E a terceira correção é que o Catar não deixa de ser um emirado e de ser árabe, mas apesar disto, quando se fala em “Emirados Árabes”, entende-se que se está falando dos Emirados Árabes Unidos, país do qual o Catar não faz parte (e com o qual no momento o Catar está em plena crise diplomática e sujeito a um bloqueio total, inclusive do espaço aéreo).
No mais, faltou mencionar que as companhias aéreas que compraram o A380 tiveram resultados variados. Singapore, Emirates e as europeias estão tendo resultados positivos, mas outras estão com uma enorme sub-utilização e tendo grandes prejuízos.

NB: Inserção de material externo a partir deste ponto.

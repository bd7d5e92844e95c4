//! Supported-PID bitmaps (service 0x01, PIDs 0x00, 0x20, 0x40, ...)
//!
//! Each block answer is a big-endian 32-bit mask. Bit `31 - i` set means
//! PID `base + i + 1` is supported; bit 0 is PID `base + 0x20`, the next
//! block request, so it doubles as "more blocks follow".

/// PIDs covered by one bitmap
pub const BLOCK_SIZE: u8 = 0x20;

/// Whether `pid` requests a supported-PID bitmap.
/// Bitmap PIDs run 0x00, 0x20, ... up to 0xA0.
pub fn is_bitmap_pid(pid: u8) -> bool {
    pid % BLOCK_SIZE == 0 && pid < 0xC0
}

/// PIDs flagged in the bitmap for block `base`
pub fn decode_bitmap(base: u8, mask: u32) -> Vec<u8> {
    (0..32u16)
        .filter(|i| mask & (1 << (31 - i)) != 0)
        .filter_map(|i| u8::try_from(u16::from(base) + i + 1).ok())
        .collect()
}

/// Whether another block should be requested after this one
pub fn has_next_block(mask: u32) -> bool {
    mask & 1 != 0
}

/// Bitmap for block `base` advertising `supported`.
///
/// Bit 0 is set iff some supported PID lies beyond `base + 0x20`.
pub fn encode_bitmap(base: u8, supported: &[u8]) -> u32 {
    let base = u16::from(base);
    let mut mask = 0u32;
    for &pid in supported {
        let pid = u16::from(pid);
        if pid > base && pid < base + u16::from(BLOCK_SIZE) {
            mask |= 1 << (31 - (pid - base - 1));
        }
    }
    if supported.iter().any(|&pid| u16::from(pid) > base + u16::from(BLOCK_SIZE)) {
        mask |= 1;
    }
    mask
}

/// Parse the mask from the data bytes following service id and PID echo
pub fn parse_mask(data: &[u8]) -> Option<u32> {
    let bytes: [u8; 4] = data.get(..4)?.try_into().ok()?;
    Some(u32::from_be_bytes(bytes))
}

#[cfg(test)]
mod tests {
    use super::*;
    use pretty_assertions::assert_eq;
    use proptest::prelude::*;

    #[test]
    fn test_all_bits_set() {
        assert_eq!(decode_bitmap(0x00, 0xFFFF_FFFF), (1..=32).collect::<Vec<u8>>());
        assert!(has_next_block(0xFFFF_FFFF));
    }

    #[test]
    fn test_last_block_does_not_overflow() {
        let pids = decode_bitmap(0xE0, 0xFFFF_FFFF);
        assert_eq!(pids.len(), 31);
        assert_eq!(pids.last(), Some(&0xFF));
    }

    #[test]
    fn test_known_mask() {
        // 0xBE1FA813: a typical first block
        let pids = decode_bitmap(0x00, 0xBE1F_A813);
        assert_eq!(
            pids,
            vec![0x01, 0x03, 0x04, 0x05, 0x06, 0x07, 0x0C, 0x0D, 0x0E, 0x0F, 0x10, 0x11, 0x13, 0x15, 0x1C, 0x1F, 0x20]
        );
    }

    #[test]
    fn test_encode_sets_continuation_bit() {
        let mask = encode_bitmap(0x00, &[0x0C, 0x0D, 0x42]);
        assert_eq!(mask, (1 << (31 - 11)) | (1 << (31 - 12)) | 1);
        assert!(!has_next_block(encode_bitmap(0x40, &[0x0C, 0x0D, 0x42])));
    }

    #[test]
    fn test_bitmap_pids() {
        assert!(is_bitmap_pid(0x00));
        assert!(is_bitmap_pid(0xA0));
        assert!(!is_bitmap_pid(0xC0));
        assert!(!is_bitmap_pid(0x0C));
    }

    #[test]
    fn test_parse_mask() {
        assert_eq!(parse_mask(&[0xBE, 0x1F, 0xA8, 0x13, 0xAA]), Some(0xBE1F_A813));
        assert_eq!(parse_mask(&[0xBE, 0x1F]), None);
    }

    proptest! {
        #[test]
        fn prop_encode_decode_agree(supported in proptest::collection::btree_set(1u8..=0xBF, 0..40), block in 0u8..6) {
            let base = block * BLOCK_SIZE;
            let supported: Vec<u8> = supported.into_iter().collect();
            let decoded = decode_bitmap(base, encode_bitmap(base, &supported));

            // Everything in (base, base + 0x20) round-trips exactly
            let expected: Vec<u8> = supported
                .iter()
                .copied()
                .filter(|&p| p > base && u16::from(p) < u16::from(base) + 0x20)
                .collect();
            let inner: Vec<u8> = decoded
                .iter()
                .copied()
                .filter(|&p| u16::from(p) < u16::from(base) + 0x20)
                .collect();
            prop_assert_eq!(inner, expected);
        }
    }
}
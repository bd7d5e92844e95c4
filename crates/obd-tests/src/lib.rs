//! End-to-end tests for the OBD-II stack
//!
//! The tests in `tests/` connect an `ObdClient` and an `EcuSimulator` over
//! an in-process virtual CAN bus, so no CAN hardware or vcan interface is
//! needed:
//!
//! ```bash
//! cargo test -p obd-tests
//! ```
//!
//! # Test Structure
//!
//! - `e2e_test.rs` - Client requests answered by the simulator

// This crate only contains tests, no library code
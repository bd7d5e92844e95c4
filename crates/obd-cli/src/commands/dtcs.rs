//! DTCs command - stored trouble codes

use anyhow::{Context, Result};

use super::Client;
use crate::output::{DtcRow, OutputContext};

fn system(category: char) -> &'static str {
    match category {
        'P' => "Powertrain",
        'C' => "Chassis",
        'B' => "Body",
        _ => "Network",
    }
}

/// List stored trouble codes
pub async fn dtcs(client: &mut Client, ctx: &OutputContext) -> Result<()> {
    let codes = client.read_dtcs().await.context("Failed to read DTCs")?;

    if codes.is_empty() {
        ctx.info("No trouble codes stored");
        return Ok(());
    }

    let rows: Vec<DtcRow> = codes
        .iter()
        .map(|code| {
            let [a, b] = code.bytes();
            DtcRow {
                code: code.to_string(),
                system: system(code.category()).to_string(),
                raw: format!("{:02X} {:02X}", a, b),
            }
        })
        .collect();

    ctx.print(&rows);
    Ok(())
}

#[cfg(test)]
mod tests {
    use super::*;

    #[test]
    fn test_system_names() {
        assert_eq!(system('P'), "Powertrain");
        assert_eq!(system('U'), "Network");
    }
}
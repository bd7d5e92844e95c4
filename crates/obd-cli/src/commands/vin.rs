//! VIN command

use anyhow::{Context, Result};

use super::Client;
use crate::output::OutputContext;

/// Read the vehicle identification number
pub async fn vin(client: &mut Client, ctx: &OutputContext) -> Result<()> {
    let vin = client.read_vin().await.context("Failed to read VIN")?;

    let text = vin.to_string();
    let raw = vin.as_bytes().iter().map(|b| format!("{:02X}", b)).collect::<Vec<_>>().join(" ");
    if vin.as_str().is_none() {
        ctx.warn("VIN contains non-printable bytes");
    }
    ctx.print_kv(&[("VIN", text), ("Raw", raw)]);
    Ok(())
}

Isso inclui a China Southern, que nunca conseguiu uma ocupação razoável dos seus A380 (o que praticamente elimina o mercado chinês dos futuros clientes), e a Malaysia Airlines. As duas já tentaram se livrar dos seus A380, mas não acharam compradores. A Malaysia Airlines ainda mantém dois A380 em rotas para a Europa (embora não raro, substitua-os por A330 em alguns dias), mas adaptou os demais para a configuração máxima de assentos e está utilizando-os em fretamentos (tanto na própria Malásia quanto em outros países) para levar muçulmanos na Hajj, a peregrinação a Meca que eles têm que fazer uma vez na vida se tiverem condições. Há planos de também converter os A380 ainda em uso regular para essa finalidade.